Metabolism of metals in microalgae and the adaptation to metal excess are of significant environmental importance. We report here a three-step mechanism that the green microalga Chlorella sorokiniana activates during the acquisition of and adaptation to manganese (Mn), which is both, an essential trace metal and a pollutant of waters. In the early stage, Mn 2+ was mainly bound to membrane phospholipids and phosphates in released mucilage. The outer cell wall was reorganized, and lipids were accumulated with a relative increase in lipid saturation.
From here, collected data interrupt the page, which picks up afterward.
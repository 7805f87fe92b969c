pub mod config;
pub mod connect;
pub mod constants;
pub mod error;
pub mod field;
pub mod frame;
pub mod pointer;
pub mod schedule;
pub mod sim;
pub mod theme;

pub use config::FieldConfig;
pub use connect::{connections_brute, link_alpha, Link, SpatialIndex};
pub use constants::*;
pub use error::{ConfigError, UnknownTheme};
pub use field::{capped_grid, grid_steps, Particle, ParticleField, Viewport};
pub use frame::{Frame, Glow, Shape, Surface};
pub use pointer::{PointerState, Trail};
pub use schedule::{Scheduler, StopHandle};
pub use sim::Simulation;
pub use theme::{Palette, Rgb, Rgba, Theme};

pub use glam::Vec2;
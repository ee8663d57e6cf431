/// An immutable, named script buffer.
///
/// The name identifies the buffer in diagnostics only; it has no effect
/// on tokenization.
#[derive(Debug, Clone, PartialEq, Eq)]
pub struct SourceBuffer {
    name: String,
    text: String,
}

impl SourceBuffer {
    /// Create a buffer from a name and its full text.
    pub fn new(name: impl Into<String>, text: impl Into<String>) -> Self {
        Self {
            name: name.into(),
            text: text.into(),
        }
    }

    /// Identifying name used in diagnostics.
    #[must_use]
    pub fn name(&self) -> &str {
        &self.name
    }

    /// Full text of the buffer.
    #[must_use]
    pub fn text(&self) -> &str {
        &self.text
    }

    /// Text in the byte range `start..end`, or `None` when the range is
    /// out of bounds or splits a character.
    #[must_use]
    pub fn slice(&self, start: usize, end: usize) -> Option<&str> {
        self.text.get(start..end)
    }

    /// Length of the buffer in bytes.
    #[must_use]
    pub const fn len(&self) -> usize {
        self.text.len()
    }

    #[must_use]
    pub const fn is_empty(&self) -> bool {
        self.text.is_empty()
    }
}
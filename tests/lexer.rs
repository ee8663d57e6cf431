//! Lexer edge cases and error tests.

mod common;

use common::{drain, expr_lexer, kinds, lex, lex_expr, lexer};
use ldscript_lexer::{Keyword, LexErrorKind, Level, TokenKind, tokenize};

// -----------------------------------------------------------
// Comments and whitespace.
// -----------------------------------------------------------

#[test]
fn lex_empty_input() {
    assert_eq!(kinds(""), vec![TokenKind::Eof]);
}

#[test]
fn lex_only_whitespace() {
    let tokens = lex("  \t\r\n\n  ");
    assert_eq!(tokens, vec![(TokenKind::Eof, "")]);
}

#[test]
fn lex_block_comment_skipped() {
    assert_eq!(
        kinds("/* a */ ENTRY /* b\n c */ ;"),
        vec![
            TokenKind::Keyword(Keyword::Entry),
            TokenKind::Semicolon,
            TokenKind::Eof
        ]
    );
}

#[test]
fn lex_line_comment_skipped() {
    assert_eq!(
        kinds("# first\nKEEP # trailing\n# last"),
        vec![TokenKind::Keyword(Keyword::Keep), TokenKind::Eof]
    );
}

#[test]
fn lex_adjacent_comments_and_whitespace() {
    assert_eq!(kinds("/**/#x\n/* */  \n#"), vec![TokenKind::Eof]);
}

#[test]
fn lex_comment_star_slash_inside_line_comment() {
    assert_eq!(
        kinds("# /* not a block\nAT"),
        vec![TokenKind::Keyword(Keyword::At), TokenKind::Eof]
    );
}

// -----------------------------------------------------------
// Structural tokens and operators.
// -----------------------------------------------------------

#[test]
fn lex_structural_tokens() {
    assert_eq!(
        kinds("(){};,:*?"),
        vec![
            TokenKind::BracketBegin,
            TokenKind::BracketEnd,
            TokenKind::CurlyBegin,
            TokenKind::CurlyEnd,
            TokenKind::Semicolon,
            TokenKind::Comma,
            TokenKind::Colon,
            TokenKind::Asterisk,
            TokenKind::QuestionMark,
            TokenKind::Eof,
        ]
    );
}

#[test]
fn lex_left_shift_assign_is_one_token() {
    assert_eq!(
        lex("<<="),
        vec![(TokenKind::LeftShiftAssign, "<<="), (TokenKind::Eof, "")]
    );
    assert_eq!(
        lex("<<"),
        vec![(TokenKind::LeftShift, "<<"), (TokenKind::Eof, "")]
    );
    assert_eq!(lex("<"), vec![(TokenKind::Less, "<"), (TokenKind::Eof, "")]);
}

#[test]
fn lex_compound_assignments() {
    assert_eq!(
        kinds("+= -= &= ^= |= >>= ="),
        vec![
            TokenKind::PlusAssign,
            TokenKind::MinusAssign,
            TokenKind::AndAssign,
            TokenKind::XorAssign,
            TokenKind::OrAssign,
            TokenKind::RightShiftAssign,
            TokenKind::Assign,
            TokenKind::Eof,
        ]
    );
}

#[test]
fn lex_plus_minus_standalone() {
    assert_eq!(
        kinds("+ -"),
        vec![TokenKind::Plus, TokenKind::Minus, TokenKind::Eof]
    );
}

#[test]
fn lex_slash_is_error_outside_expression() {
    let mut lx = lexer("/ x");
    let tokens = drain(&mut lx);
    assert_eq!(tokens[0].kind, TokenKind::Error);
    assert_eq!(tokens[0].text, "/");
    assert_eq!(tokens[1].text, "x");
    assert_eq!(lx.error_count(), 1);
}

// -----------------------------------------------------------
// Numbers.
// -----------------------------------------------------------

#[test]
fn lex_mega_suffix() {
    assert_eq!(
        lex("2M"),
        vec![(TokenKind::DecimalM, "2M"), (TokenKind::Eof, "")]
    );
}

#[test]
fn lex_kilo_suffix() {
    assert_eq!(lex("64k")[0], (TokenKind::DecimalK, "64k"));
}

#[test]
fn lex_hex_prefix() {
    assert_eq!(
        lex("0x10000"),
        vec![(TokenKind::Hex, "0x10000"), (TokenKind::Eof, "")]
    );
    assert_eq!(lex("0XFFh")[0], (TokenKind::Hex, "0XFFh"));
}

#[test]
fn lex_hex_suffix() {
    assert_eq!(lex("1000h")[0], (TokenKind::HexSuffix, "1000h"));
    assert_eq!(lex("0FFH")[0], (TokenKind::HexSuffix, "0FFH"));
}

#[test]
fn lex_plain_decimal() {
    assert_eq!(
        lex("16"),
        vec![(TokenKind::Decimal, "16"), (TokenKind::Eof, "")]
    );
}

#[test]
fn lex_number_stops_at_operator() {
    assert_eq!(
        lex("4K+1"),
        vec![
            (TokenKind::DecimalK, "4K"),
            (TokenKind::Plus, "+"),
            (TokenKind::Decimal, "1"),
            (TokenKind::Eof, ""),
        ]
    );
}

#[test]
fn lex_malformed_number_is_warning_only() {
    let mut lx = lexer("0xZ");
    let tokens = drain(&mut lx);
    assert_eq!((tokens[0].kind, tokens[0].text), (TokenKind::Hex, "0x"));
    assert_eq!((tokens[1].kind, tokens[1].text), (TokenKind::Identifier, "Z"));
    let sink = lx.into_sink();
    assert!(!sink.has_errors());
    assert_eq!(sink.warnings().count(), 1);
}

// -----------------------------------------------------------
// Identifiers and keywords.
// -----------------------------------------------------------

#[test]
fn lex_bareword_file_name() {
    assert_eq!(lex("file-name.o")[0], (TokenKind::Identifier, "file-name.o"));
}

#[test]
fn lex_bareword_glob() {
    assert_eq!(lex(".text.*")[0], (TokenKind::Identifier, ".text.*"));
    assert_eq!(
        lex("lib[ab]?.a")[0],
        (TokenKind::Identifier, "lib[ab]?.a")
    );
}

#[test]
fn lex_bareword_path_chars() {
    assert_eq!(
        lex("dir/sub\\x$y~z")[0],
        (TokenKind::Identifier, "dir/sub\\x$y~z")
    );
}

#[test]
fn lex_dot_is_location_counter() {
    assert_eq!(lex(". = 0x1000;")[0], (TokenKind::Dot, "."));
    assert_eq!(lex(".text")[0], (TokenKind::Identifier, ".text"));
    assert_eq!(lex("..")[0], (TokenKind::Identifier, ".."));
}

#[test]
fn lex_keyword_case_sensitive() {
    assert_eq!(kinds("SECTIONS")[0], TokenKind::Keyword(Keyword::Sections));
    assert_eq!(kinds("sections")[0], TokenKind::Identifier);
    assert_eq!(kinds("global")[0], TokenKind::Keyword(Keyword::VersionGlobal));
}

#[test]
fn lex_keyword_prefix_is_identifier() {
    assert_eq!(kinds("ALIGNED")[0], TokenKind::Identifier);
    assert_eq!(kinds("SORT_BY_NAME_X")[0], TokenKind::Identifier);
}

#[test]
fn lex_bareword_keeps_operators_outside_expression() {
    assert_eq!(lex("foo+1")[0], (TokenKind::Identifier, "foo+1"));
}

#[test]
fn lex_expression_truncates_identifier() {
    assert_eq!(
        lex_expr("foo+1"),
        vec![
            (TokenKind::Identifier, "foo"),
            (TokenKind::Plus, "+"),
            (TokenKind::Decimal, "1"),
            (TokenKind::Eof, ""),
        ]
    );
}

#[test]
fn lex_expression_operator_at_start() {
    assert_eq!(
        lex_expr("+foo"),
        vec![
            (TokenKind::Plus, "+"),
            (TokenKind::Identifier, "foo"),
            (TokenKind::Eof, ""),
        ]
    );
}

#[test]
fn lex_expression_truncates_at_every_operator() {
    for op in ["!", "~", "*", "/", "+", "-", "?", "^", ":", "="] {
        let input = format!("a{op}b");
        let tokens = lex_expr(&input);
        assert_eq!(tokens[0], (TokenKind::Identifier, "a"), "operator {op}");
    }
}

#[test]
fn lex_expression_keeps_word_chars() {
    assert_eq!(
        lex_expr("__start_data$1")[0],
        (TokenKind::Identifier, "__start_data$1")
    );
}

#[test]
fn lex_expression_keyword_after_truncation() {
    assert_eq!(
        lex_expr("ALIGN-4"),
        vec![
            (TokenKind::Keyword(Keyword::Align), "ALIGN"),
            (TokenKind::Minus, "-"),
            (TokenKind::Decimal, "4"),
            (TokenKind::Eof, ""),
        ]
    );
}

#[test]
fn lex_expression_equality() {
    assert_eq!(
        lex_expr("a==b"),
        vec![
            (TokenKind::Identifier, "a"),
            (TokenKind::Equal, "=="),
            (TokenKind::Identifier, "b"),
            (TokenKind::Eof, ""),
        ]
    );
    assert_eq!(lex_expr("a!=b")[1], (TokenKind::NotEqual, "!="));
}

// -----------------------------------------------------------
// Quoted literals.
// -----------------------------------------------------------

#[test]
fn lex_quote_retained() {
    assert_eq!(
        lex("\"a.o\""),
        vec![(TokenKind::Quoted, "\"a.o\""), (TokenKind::Eof, "")]
    );
}

#[test]
fn lex_quote_with_spaces_and_escape() {
    let tokens = lex(r#"INPUT("my file.o" "x\"y")"#);
    assert_eq!(tokens[2], (TokenKind::Quoted, "\"my file.o\""));
    assert_eq!(tokens[3], (TokenKind::Quoted, r#""x\"y""#));
    assert_eq!(tokens[4].0, TokenKind::BracketEnd);
}

#[test]
fn lex_quote_is_not_a_glob() {
    let mut lx = lexer("\"*.o\"");
    let token = lx.next_token();
    assert_eq!(token.unquoted(), Some("*.o"));
}

// -----------------------------------------------------------
// Errors.
// -----------------------------------------------------------

#[test]
fn lex_error_unclosed_comment() {
    let mut lx = lexer("/* never closed");
    let tokens = drain(&mut lx);
    assert_eq!(tokens.len(), 2);
    assert_eq!(tokens[0].kind, TokenKind::Error);
    assert_eq!(tokens[0].text, "/* never closed");
    assert_eq!(tokens[1].kind, TokenKind::Eof);
    assert!(lx.is_halted());
    assert_eq!(lx.error_count(), 1);
    assert_eq!(lx.lex_errors()[0].kind, LexErrorKind::UnclosedComment);
    assert_eq!(lx.next_token().kind, TokenKind::Eof);
}

#[test]
fn lex_error_unclosed_quote_names_buffer() {
    let mut lx = lexer("INPUT(\"a.o");
    let tokens = drain(&mut lx);
    assert_eq!(tokens[2].kind, TokenKind::Error);
    assert_eq!(tokens[2].text, "\"a.o");
    let sink = lx.into_sink();
    let error = sink.errors().next().expect("an error");
    assert_eq!(error.level, Level::Error);
    assert!(error.message.contains("test.ld"));
    assert_eq!(error.to_string(), "test.ld:1:7: error: unclosed quote in test.ld");
}

#[test]
fn lex_error_trailing_backslash_in_quote() {
    let err = tokenize("\"abc\\\"").unwrap_err();
    assert!(matches!(err.kind, LexErrorKind::UnclosedQuote { .. }));
}

#[test]
fn lex_error_display_includes_location() {
    let err = tokenize("SECTIONS {\n  @\n}").unwrap_err();
    assert_eq!(err.kind, LexErrorKind::UnexpectedCharacter('@'));
    assert_eq!(err.to_string(), "unexpected character '@' at line 2, column 3");
}

#[test]
fn lex_fatal_flags() {
    assert!(LexErrorKind::UnclosedComment.is_fatal());
    assert!(!LexErrorKind::UnexpectedCharacter('@').is_fatal());
}

#[test]
fn lex_keeps_collecting_recoverable_errors() {
    let mut lx = lexer("@ % ENTRY");
    let tokens = drain(&mut lx);
    assert_eq!(tokens.len(), 4);
    assert_eq!(lx.error_count(), 2);
    assert_eq!(tokens[2].kind, TokenKind::Keyword(Keyword::Entry));
}

// -----------------------------------------------------------
// Stream protocol.
// -----------------------------------------------------------

#[test]
fn lex_eof_is_idempotent() {
    let mut lx = lexer("x ");
    assert_eq!(lx.next_token().text, "x");
    let eof = lx.next_token();
    assert_eq!(eof.kind, TokenKind::Eof);
    let pos = lx.position();
    for _ in 0..5 {
        assert_eq!(lx.next_token(), eof);
        assert_eq!(lx.peek(), eof);
        assert_eq!(lx.position(), pos);
    }
}

#[test]
fn lex_expect_tracks_current() {
    let mut lx = lexer("PROVIDE(x)");
    assert!(!lx.expect(TokenKind::Keyword(Keyword::Provide)));
    lx.next_token();
    assert!(lx.expect(TokenKind::Keyword(Keyword::Provide)));
    lx.peek2();
    assert!(lx.expect(TokenKind::Keyword(Keyword::Provide)));
    assert!(!lx.expect(TokenKind::BracketBegin));
}

#[test]
fn lex_mode_switch_after_peek() {
    let mut lx = lexer("x = a-1;");
    assert_eq!(lx.next_token().text, "x");
    assert_eq!(lx.next_token().kind, TokenKind::Assign);
    assert_eq!(lx.peek().text, "a-1");
    lx.set_in_expression(true);
    assert_eq!(lx.peek().text, "a");
    assert_eq!(lx.peek2().kind, TokenKind::Minus);
    assert_eq!(lx.next_token().text, "a");
}

#[test]
fn lex_expr_lexer_starts_in_expression() {
    let lx = expr_lexer("a");
    assert!(lx.in_expression());
}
Intracellular redox settings were rapidly altered in the presence of Mn excess, with increased production of reactive oxygen species that resulted in lipid peroxidation and a decrease in the level of thiols. In the later stage, Mn 2+ was chelated by polyphosphates and accumulated in the cells. The structure of the inner cell wall was modified and the redox milieu established a new balance. Polyphosphates serve as a transient Mn 2+ storage ligand, as proposed previously. At the final stage, Mn was stored in multi-valent Mn clusters that resemble the structure of tetramanganese-calcium core of the oxygen-evolving complex. The present findings elucidate bioinorganic chemistry and metabolism of Mn in microalgae, and may shed new light on water-splitting Mn clusters.